//! Zone id → lab look-up. Unknown ids get the hub.

use crate::mesh::MeshKind;
use glam::{Mat4, Quat, Vec3};
use std::f32::consts::FRAC_PI_4;

pub const HUB: &str = "hub";

/// Content zones, in navigation order (keys 1–5).
pub const ZONE_IDS: [&str; 5] = ["medical", "vr-ai", "robotics", "web", "about"];

#[derive(Clone, Copy, Debug, PartialEq)]
pub struct ZoneVisual {
    pub id: &'static str,
    pub label: &'static str,
    pub grid_color: u32,
    pub fog_color: u32,
    pub particle_color: u32,
    pub ambient_intensity: f32,
}

const ZONES: [ZoneVisual; 6] = [
    ZoneVisual {
        id: HUB,
        label: "Hub",
        grid_color: 0x00D9FF,
        fog_color: 0x05060A,
        particle_color: 0x8BE9FD,
        ambient_intensity: 0.3,
    },
    ZoneVisual {
        id: "medical",
        label: "Medical",
        grid_color: 0xF43F5E,
        fog_color: 0x1A0A0F,
        particle_color: 0xF472B6,
        ambient_intensity: 0.4,
    },
    ZoneVisual {
        id: "vr-ai",
        label: "VR & AI",
        grid_color: 0xA855F7,
        fog_color: 0x0F0A1A,
        particle_color: 0xC084FC,
        ambient_intensity: 0.5,
    },
    ZoneVisual {
        id: "robotics",
        label: "Robotics",
        grid_color: 0x22D3EE,
        fog_color: 0x0A151A,
        particle_color: 0x67E8F9,
        ambient_intensity: 0.35,
    },
    ZoneVisual {
        id: "web",
        label: "Web",
        grid_color: 0x10B981,
        fog_color: 0x0A1A0F,
        particle_color: 0x6EE7B7,
        ambient_intensity: 0.3,
    },
    ZoneVisual {
        id: "about",
        label: "About",
        grid_color: 0xF97316,
        fog_color: 0x1A0F0A,
        particle_color: 0xFB923C,
        ambient_intensity: 0.3,
    },
];

pub fn zone_visual(id: &str) -> &'static ZoneVisual {
    ZONES.iter().find(|z| z.id == id).unwrap_or(&ZONES[0])
}

pub fn is_known_zone(id: &str) -> bool {
    ZONES.iter().any(|z| z.id == id)
}

/// 0xRRGGBB to linear-ish 0..1 components.
pub fn rgb(hex: u32) -> Vec3 {
    Vec3::new(
        ((hex >> 16) & 0xFF) as f32 / 255.0,
        ((hex >> 8) & 0xFF) as f32 / 255.0,
        (hex & 0xFF) as f32 / 255.0,
    )
}

/// A decorative mesh placed by a zone.
#[derive(Clone, Debug, PartialEq)]
pub struct Prop {
    pub name: &'static str,
    pub mesh: MeshKind,
    pub transform: Mat4,
    pub color: Vec3,
    pub emissive: f32,
    pub opacity: f32,
}

impl ZoneVisual {
    pub fn accent(&self) -> Vec3 {
        rgb(self.grid_color)
    }

    pub fn props(&self) -> Vec<Prop> {
        let accent = self.accent();
        match self.id {
            "medical" => vec![Prop {
                name: "hologram",
                mesh: MeshKind::Cube,
                transform: Mat4::from_scale_rotation_translation(
                    Vec3::new(0.5, 1.0, 0.5),
                    Quat::from_rotation_y(FRAC_PI_4),
                    Vec3::new(-3.0, 0.0, -3.0),
                ),
                color: accent,
                emissive: 0.5,
                opacity: 0.3,
            }],
            "vr-ai" => (0..10)
                .map(|i| {
                    let i = i as f32;
                    Prop {
                        name: "neural-node",
                        mesh: MeshKind::Sphere,
                        transform: Mat4::from_scale_rotation_translation(
                            Vec3::splat(0.1),
                            Quat::IDENTITY,
                            Vec3::new(i.sin() * 3.0, i.cos() * 2.0, -2.0),
                        ),
                        color: accent,
                        emissive: 0.8,
                        opacity: 1.0,
                    }
                })
                .collect(),
            "robotics" => vec![Prop {
                name: "robotic-part",
                mesh: MeshKind::Torus,
                transform: Mat4::from_scale_rotation_translation(
                    Vec3::splat(0.3),
                    Quat::from_rotation_z(FRAC_PI_4),
                    Vec3::new(3.0, 0.0, -3.0),
                ),
                color: accent,
                emissive: 0.0,
                opacity: 1.0,
            }],
            _ => Vec::new(),
        }
    }
}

- About this task
Write out each record exactly, without addition or omission.

- Exercise response
//! Zone id → lab look-up. Unknown ids get the hub.

use crate::mesh::MeshKind;
use glam::{Mat4, Quat, Vec3};
use std::f32::consts::FRAC_PI_4;

pub const HUB: &str = "hub";

/// Content zones, in navigation order (keys 1–5).
pub const ZONE_IDS: [&str; 5] = ["medical", "vr-ai", "robotics", "web", "about"];

#[derive(Clone, Copy, Debug, PartialEq)]
pub struct ZoneVisual {
    pub id: &'static str,
    pub label: &'static str,
    pub grid_color: u32,
    pub fog_color: u32,
    pub particle_color: u32,
    pub ambient_intensity: f32,
}

const ZONES: [ZoneVisual; 6] = [
    ZoneVisual {
        id: HUB,
        label: "Hub",
        grid_color: 0x00D9FF,
        fog_color: 0x05060A,
        particle_color: 0x8BE9FD,
        ambient_intensity: 0.3,
    },
    ZoneVisual {
        id: "medical",
        label: "Medical",
        grid_color: 0xF43F5E,
        fog_color: 0x1A0A0F,
        particle_color: 0xF472B6,
        ambient_intensity: 0.4,
    },
    ZoneVisual {
        id: "vr-ai",
        label: "VR & AI",
        grid_color: 0xA855F7,
        fog_color: 0x0F0A1A,
        particle_color: 0xC084FC,
        ambient_intensity: 0.5,
    },
    ZoneVisual {
        id: "robotics",
        label: "Robotics",
        grid_color: 0x22D3EE,
        fog_color: 0x0A151A,
        particle_color: 0x67E8F9,
        ambient_intensity: 0.35,
    },
    ZoneVisual {
        id: "web",
        label: "Web",
        grid_color: 0x10B981,
        fog_color: 0x0A1A0F,
        particle_color: 0x6EE7B7,
        ambient_intensity: 0.3,
    },
    ZoneVisual {
        id: "about",
        label: "About",
        grid_color: 0xF97316,
        fog_color: 0x1A0F0A,
        particle_color: 0xFB923C,
        ambient_intensity: 0.3,
    },
];

pub fn zone_visual(id: &str) -> &'static ZoneVisual {
    ZONES.iter().find(|z| z.id == id).unwrap_or(&ZONES[0])
}

pub fn is_known_zone(id: &str) -> bool {
    ZONES.iter().any(|z| z.id == id)
}

/// 0xRRGGBB to linear-ish 0..1 components.
pub fn rgb(hex: u32) -> Vec3 {
    Vec3::new(
        ((hex >> 16) & 0xFF) as f32 / 255.0,
        ((hex >> 8) & 0xFF) as f32 / 255.0,
        (hex & 0xFF) as f32 / 255.0,
    )
}

/// A decorative mesh placed by a zone.
#[derive(Clone, Debug, PartialEq)]
pub struct Prop {
    pub name: &'static str,
    pub mesh: MeshKind,
    pub transform: Mat4,
    pub color: Vec3,
    pub emissive: f32,
    pub opacity: f32,
}

impl ZoneVisual {
    pub fn accent(&self) -> Vec3 {
        rgb(self.grid_color)
    }

    pub fn props(&self) -> Vec<Prop> {
        let accent = self.accent();
        match self.id {
            "medical" => vec![Prop {
                name: "hologram",
                mesh: MeshKind::Cube,
                transform: Mat4::from_scale_rotation_translation(
                    Vec3::new(0.5, 1.0, 0.5),
                    Quat::from_rotation_y(FRAC_PI_4),
                    Vec3::new(-3.0, 0.0, -3.0),
                ),
                color: accent,
                emissive: 0.5,
                opacity: 0.3,
            }],
            "vr-ai" => (0..10)
                .map(|i| {
                    let i = i as f32;
                    Prop {
                        name: "neural-node",
                        mesh: MeshKind::Sphere,
                        transform: Mat4::from_scale_rotation_translation(
                            Vec3::splat(0.1),
                            Quat::IDENTITY,
                            Vec3::new(i.sin() * 3.0, i.cos() * 2.0, -2.0),
                        ),
                        color: accent,
                        emissive: 0.8,
                        opacity: 1.0,
                    }
                })
                .collect(),
            "robotics" => vec![Prop {
                name: "robotic-part",
                mesh: MeshKind::Torus,
                transform: Mat4::from_scale_rotation_translation(
                    Vec3::splat(0.3),
                    Quat::from_rotation_z(FRAC_PI_4),
                    Vec3::new(3.0, 0.0, -3.0),
                ),
                color: accent,
                emissive: 0.0,
                opacity: 1.0,
            }],
            _ => Vec::new(),
        }
    }
}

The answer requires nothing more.